Most Retail Sites Shrug Off Cyber Monday Deluge
Written by Fred J. AunCyber Monday came and went with a conspicuous absence of problems at major retailer Web sites. It’s a fact that could mean E-Commerce teams did a good job preparing for the expected onslaught or that the blow was softened because many merchants began running sales earlier in November. That said, the day (Nov. 30) wasn’t error-free. There were some sporadic periods of downtime at Kohls.com, a site that also had problems early on Black Friday.
CVS.com suffered a brief period of slow responsiveness, while Home Depot had a half-hour period of downtime beginning at about 4 A.M. (New York time). VitaminShoppe.com failed to properly process E-mailed discount coupons, and much of Americangirl.com presented visitors with a site-down message during the day.
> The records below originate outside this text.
use std::sync::Arc;

use axum::http::HeaderValue;
use axum::routing::{get, patch, post};
use axum::Router;
use tower_http::cors::{Any, CorsLayer};
use tower_http::trace::TraceLayer;
use tracing_subscriber::EnvFilter;

use scoopo::config::AppConfig;
use scoopo::handlers;
use scoopo::services::email::resend::ResendMailer;
use scoopo::state::AppState;
use scoopo::storage::{BookingStore, MemoryStore, SqliteStore};

#[tokio::main]
async fn main() -> anyhow::Result<()> {
    let _ = dotenvy::dotenv();

    tracing_subscriber::fmt()
        .with_env_filter(EnvFilter::try_from_default_env().unwrap_or_else(|_| "info".into()))
        .init();

    let config = AppConfig::from_env();

    // Storage is picked once here; nothing downstream knows which mode is
    // running. The in-memory store loses everything on restart, hence the
    // loud warnings.
    let store: Box<dyn BookingStore> = match config.database_url.as_deref() {
        Some(url) => match SqliteStore::open(url) {
            Ok(store) => {
                tracing::info!(database = url, "using sqlite booking store");
                Box::new(store)
            }
            Err(e) => {
                tracing::warn!(
                    error = %e,
                    "could not open database, falling back to in-memory store; bookings will not survive a restart"
                );
                Box::new(MemoryStore::new())
            }
        },
        None => {
            tracing::warn!(
                "DATABASE_URL not set, using in-memory store; bookings will not survive a restart"
            );
            Box::new(MemoryStore::new())
        }
    };

    let mailer = ResendMailer::new(config.resend_api_key.clone(), config.from_email.clone());

    let cors = CorsLayer::new()
        .allow_origin(config.cors_origin.parse::<HeaderValue>()?)
        .allow_methods(Any)
        .allow_headers(Any);

    let state = Arc::new(AppState {
        config: config.clone(),
        store,
        mailer: Box::new(mailer),
    });

    let app = Router::new()
        .route("/health", get(handlers::health::health))
        .route(
            "/api/bookings",
            post(handlers::bookings::create_booking).get(handlers::admin::list_bookings),
        )
        .route(
            "/api/bookings/:id",
            patch(handlers::admin::update_booking).delete(handlers::admin::delete_booking),
        )
        .layer(cors)
        .layer(TraceLayer::new_for_http())
        .with_state(state);

    let addr = format!("0.0.0.0:{}", config.port);
    tracing::info!("starting server on {addr}");

    let listener = tokio::net::TcpListener::bind(&addr).await?;
    axum::serve(listener, app).await?;

    Ok(())
}
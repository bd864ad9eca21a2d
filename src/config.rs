use std::env;

#[derive(Clone, Debug)]
pub struct AppConfig {
    pub port: u16,
    pub database_url: Option<String>,
    pub admin_token: String,
    pub cors_origin: String,
    pub resend_api_key: String,
    pub from_email: String,
    pub owner_email: String,
}

impl AppConfig {
    pub fn from_env() -> Self {
        Self {
            port: env::var("PORT")
                .ok()
                .and_then(|v| v.parse().ok())
                .unwrap_or(8080),
            database_url: env::var("DATABASE_URL").ok(),
            admin_token: env::var("ADMIN_TOKEN").unwrap_or_else(|_| "changeme".to_string()),
            cors_origin: env::var("CORS_ORIGIN")
                .unwrap_or_else(|_| "http://localhost:3000".to_string()),
            resend_api_key: env::var("RESEND_API_KEY").unwrap_or_default(),
            from_email: env::var("RESEND_FROM_EMAIL")
                .unwrap_or_else(|_| "ScooPo <info@scooposervice.com>".to_string()),
            owner_email: env::var("OWNER_EMAIL")
                .unwrap_or_else(|_| "admin@scoopo.com.au".to_string()),
        }
    }
}
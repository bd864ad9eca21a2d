pub mod resend;

use async_trait::async_trait;

/// Outbound email dispatch. Delivery is fire-and-check: success means the
/// provider accepted the message, nothing more.
#[async_trait]
pub trait EmailProvider: Send + Sync {
    async fn send(&self, to: &str, subject: &str, body: &str) -> anyhow::Result<()>;
}
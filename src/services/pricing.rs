use crate::models::{Frequency, Language};

/// Surcharge per cat beyond the first, per visit.
const EXTRA_CAT_FEE: f64 = 5.0;

#[derive(Debug, Clone, Copy, PartialEq, Eq)]
pub enum PlanTier {
    Essential,
    CarePlus,
    Ultimate,
}

impl PlanTier {
    /// Plan labels are free-form strings (they may carry a discount suffix
    /// and appear in either language), so the tier is recovered by
    /// substring match. Anything unrecognized is Essential.
    pub fn from_label(label: &str) -> Self {
        if label.contains("Care Plus") || label.contains("优享版") {
            return PlanTier::CarePlus;
        }
        if label.contains("Ultimate") || label.contains("尊享版") {
            return PlanTier::Ultimate;
        }
        PlanTier::Essential
    }

    pub fn base_price(self) -> f64 {
        match self {
            PlanTier::Essential => 10.0,
            PlanTier::CarePlus => 15.0,
            PlanTier::Ultimate => 20.0,
        }
    }

    pub fn label(self, language: Language) -> &'static str {
        match (self, language) {
            (PlanTier::Essential, Language::English) => "Essential",
            (PlanTier::Essential, Language::Chinese) => "基础版",
            (PlanTier::CarePlus, Language::English) => "Care Plus",
            (PlanTier::CarePlus, Language::Chinese) => "优享版",
            (PlanTier::Ultimate, Language::English) => "Ultimate",
            (PlanTier::Ultimate, Language::Chinese) => "尊享版",
        }
    }
}

#[derive(Debug, Clone, Copy, PartialEq, Eq)]
pub enum DiscountBadge {
    FivePercent,
    TenPercent,
}

impl DiscountBadge {
    pub fn label(self) -> &'static str {
        match self {
            DiscountBadge::FivePercent => "5% OFF",
            DiscountBadge::TenPercent => "10% OFF",
        }
    }
}

#[derive(Debug, Clone, Copy, PartialEq)]
pub enum PriceResult {
    /// Computed weekly total in dollars plus the applied discount, if any.
    Weekly {
        total: f64,
        discount: Option<DiscountBadge>,
    },
    /// 7+ visits per week: manually quoted, nothing to compute.
    CustomQuote,
}

impl PriceResult {
    pub fn display(&self, language: Language) -> String {
        match self {
            PriceResult::Weekly { total, .. } => format!("${}", format_amount(*total)),
            PriceResult::CustomQuote => match language {
                Language::English => "Quote (Contact Us)".to_string(),
                Language::Chinese => "联系定制".to_string(),
            },
        }
    }
}

pub fn discount_badge(frequency: u8) -> Option<DiscountBadge> {
    match frequency {
        4..=5 => Some(DiscountBadge::FivePercent),
        6.. => Some(DiscountBadge::TenPercent),
        _ => None,
    }
}

fn discount_rate(frequency: u8) -> f64 {
    match discount_badge(frequency) {
        Some(DiscountBadge::FivePercent) => 0.95,
        Some(DiscountBadge::TenPercent) => 0.90,
        None => 1.0,
    }
}

/// Weekly price for a plan tier, cat count and visit frequency. Pure and
/// deterministic: the live preview, the confirmation step and the email
/// templates all go through here so they can never disagree.
pub fn compute_price(plan: PlanTier, num_cats: u32, frequency: Frequency) -> PriceResult {
    let per_week = match frequency {
        Frequency::PerWeek(n) => n,
        Frequency::Custom => return PriceResult::CustomQuote,
    };

    let extra_cat_fee = (num_cats.max(1) - 1) as f64 * EXTRA_CAT_FEE;
    let subtotal_per_visit = plan.base_price() + extra_cat_fee;
    let total = subtotal_per_visit * discount_rate(per_week) * f64::from(per_week);

    PriceResult::Weekly {
        total,
        discount: discount_badge(per_week),
    }
}

/// Two decimal places with trailing zeroes stripped: 76.00 -> "76",
/// 10.50 -> "10.5", 20.9 -> "20.9".
fn format_amount(total: f64) -> String {
    let s = format!("{total:.2}");
    if let Some(whole) = s.strip_suffix(".00") {
        return whole.to_string();
    }
    if let Some(short) = s.strip_suffix('0') {
        return short.to_string();
    }
    s
}
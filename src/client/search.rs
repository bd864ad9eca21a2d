use crate::models::Booking;

/// Case-insensitive substring filter over name and address, applied to an
/// already-fetched list. Display-layer concern only; the server never sees
/// the query.
pub fn filter_bookings<'a>(bookings: &'a [Booking], query: &str) -> Vec<&'a Booking> {
    let needle = query.to_lowercase();
    bookings
        .iter()
        .filter(|b| {
            b.name.to_lowercase().contains(&needle) || b.address.to_lowercase().contains(&needle)
        })
        .collect()
}
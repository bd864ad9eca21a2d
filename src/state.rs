use crate::config::AppConfig;
use crate::services::email::EmailProvider;
use crate::storage::BookingStore;

pub struct AppState {
    pub config: AppConfig,
    pub store: Box<dyn BookingStore>,
    pub mailer: Box<dyn EmailProvider>,
}
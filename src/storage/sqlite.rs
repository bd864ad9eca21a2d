use std::sync::Mutex;

use anyhow::Context;
use async_trait::async_trait;
use chrono::{NaiveDateTime, Utc};
use rusqlite::{params, Connection};

use crate::models::{Booking, BookingRequest, BookingStatus, Frequency, Language, TimeOfDay};

use super::BookingStore;

const SCHEMA: &str = "
PRAGMA journal_mode=WAL;
CREATE TABLE IF NOT EXISTS bookings (
    id TEXT PRIMARY KEY,
    name TEXT NOT NULL,
    email TEXT,
    phone TEXT,
    address TEXT NOT NULL,
    num_cats INTEGER NOT NULL,
    frequency TEXT NOT NULL,
    plan TEXT NOT NULL,
    time_of_day TEXT NOT NULL,
    notes TEXT,
    language TEXT NOT NULL,
    status TEXT NOT NULL DEFAULT 'pending',
    created_at TEXT NOT NULL
);
";

pub struct SqliteStore {
    conn: Mutex<Connection>,
}

impl SqliteStore {
    pub fn open(path: &str) -> anyhow::Result<Self> {
        let conn = Connection::open(path).context("failed to open database")?;
        conn.execute_batch(SCHEMA)
            .context("failed to initialize bookings schema")?;
        Ok(Self {
            conn: Mutex::new(conn),
        })
    }
}

#[async_trait]
impl BookingStore for SqliteStore {
    async fn create(&self, request: BookingRequest) -> anyhow::Result<Booking> {
        let booking = Booking::from_request(request);
        let created_at = booking.created_at.format("%Y-%m-%d %H:%M:%S").to_string();

        let conn = self.conn.lock().unwrap();
        conn.execute(
            "INSERT INTO bookings (id, name, email, phone, address, num_cats, frequency, plan, time_of_day, notes, language, status, created_at)
             VALUES (?1, ?2, ?3, ?4, ?5, ?6, ?7, ?8, ?9, ?10, ?11, ?12, ?13)",
            params![
                booking.id,
                booking.name,
                booking.email,
                booking.phone,
                booking.address,
                booking.num_cats,
                booking.frequency.as_str(),
                booking.plan,
                booking.time_of_day.as_str(),
                booking.notes,
                booking.language.as_str(),
                booking.status.as_str(),
                created_at,
            ],
        )?;
        Ok(booking)
    }

    async fn list(&self) -> anyhow::Result<Vec<Booking>> {
        let conn = self.conn.lock().unwrap();
        let mut stmt = conn.prepare(
            "SELECT id, name, email, phone, address, num_cats, frequency, plan, time_of_day, notes, language, status, created_at
             FROM bookings ORDER BY created_at DESC, rowid DESC",
        )?;

        let rows = stmt.query_map([], |row| Ok(parse_booking_row(row)))?;

        let mut bookings = vec![];
        for row in rows {
            bookings.push(row??);
        }
        Ok(bookings)
    }

    async fn update_status(&self, id: &str, status: BookingStatus) -> anyhow::Result<bool> {
        let conn = self.conn.lock().unwrap();
        let count = conn.execute(
            "UPDATE bookings SET status = ?1 WHERE id = ?2",
            params![status.as_str(), id],
        )?;
        Ok(count > 0)
    }

    async fn delete(&self, id: &str) -> anyhow::Result<bool> {
        let conn = self.conn.lock().unwrap();
        let count = conn.execute("DELETE FROM bookings WHERE id = ?1", params![id])?;
        Ok(count > 0)
    }
}

fn parse_booking_row(row: &rusqlite::Row) -> anyhow::Result<Booking> {
    let id: String = row.get(0)?;
    let name: String = row.get(1)?;
    let email: Option<String> = row.get(2)?;
    let phone: Option<String> = row.get(3)?;
    let address: String = row.get(4)?;
    let num_cats: u32 = row.get(5)?;
    let frequency_str: String = row.get(6)?;
    let plan: String = row.get(7)?;
    let time_of_day_str: String = row.get(8)?;
    let notes: Option<String> = row.get(9)?;
    let language_str: String = row.get(10)?;
    let status_str: String = row.get(11)?;
    let created_at_str: String = row.get(12)?;

    let created_at = NaiveDateTime::parse_from_str(&created_at_str, "%Y-%m-%d %H:%M:%S")
        .unwrap_or_else(|_| Utc::now().naive_utc());

    Ok(Booking {
        id,
        name,
        email,
        phone,
        address,
        num_cats,
        frequency: Frequency::parse(&frequency_str),
        plan,
        time_of_day: TimeOfDay::parse(&time_of_day_str),
        notes,
        language: Language::parse(&language_str),
        status: BookingStatus::parse(&status_str),
        created_at,
    })
}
Dotcom-Monitor noticed a glitch at Bloomingdales’ site during the day. At one point, Bloomingdales.com displayed a message that said something to the effect of ‘Please Stay With Us,’ while the homepage took a long time to load, said Brad Canham, vice president of business development at Dotcom-Monitor. “Their standard response time is less than a half-second, but they did have one thing happen there,” he said.
AlertBot saw minor problems at Kohl’s. “The downtime periods haven’t been that long, but their Web site is still running very slow and timing out from time-to-time,” said Justin Noll, sales and marketing director at AlertBot.
CVS.com suffered problems “relating to its server performance,” said Gareth Evans of U.K.-based monitoring company Sitemorse, which noted that the page response problems started at about 11:45 A.M. New York time. CVS’ “servers were averaging nearly 2 seconds to respond to simple requests for content such as images,” Evans said. “We saw one of the links to one of their pages take longer than 60 seconds to respond,” a situation that worsened to the point where the servers were averaging more than 3 seconds to respond. It soon improved “to a slow, but not terrible, 0.8 of a second.”
Evans said it must be remembered that the response figures “are the average for the requests for each of the elements of the page,” including the HTML, each .gif and .jpg image, and the JavaScript. He said the site was working normally shortly after noon. “This probably relates to heavy load on their Web site,” Evans said. “It didn’t fail, but it creaked for 10 to 15 minutes.”
The VitaminShoppe glitch was a case of digital couponing gone bad. The vitamin chain E-mailed customers 10-percent-off coupons, all set to expire at the end of Monday, but the coupons didn’t work. The coupons “did not process correctly during checkout” and it was “due to a technical error,” the retailer said in an E-mail blast to coupon recipients. The apology E-mail noted that the company was extending the sale to the end of Tuesday (Dec. 1).
AmericanGirl.com had a series of “sorry, site problems” pages up throughout Cyber Monday. The site’s homepage worked fine, but attempts to dig deeper or to buy anything proved fruitless. “To improve your online experience, we’re updating our site,” said the site when shoppers attempted to view items. “This requires the Web site to be temporarily unavailable. We apologize for the inconvenience. Check back soon to enjoy the changes we’ve made.”
December 2nd, 2009 at 3:46 pm
I think Mr. Canham is trying to drum up business. No one else reported ANY problems with bloomingdales.com.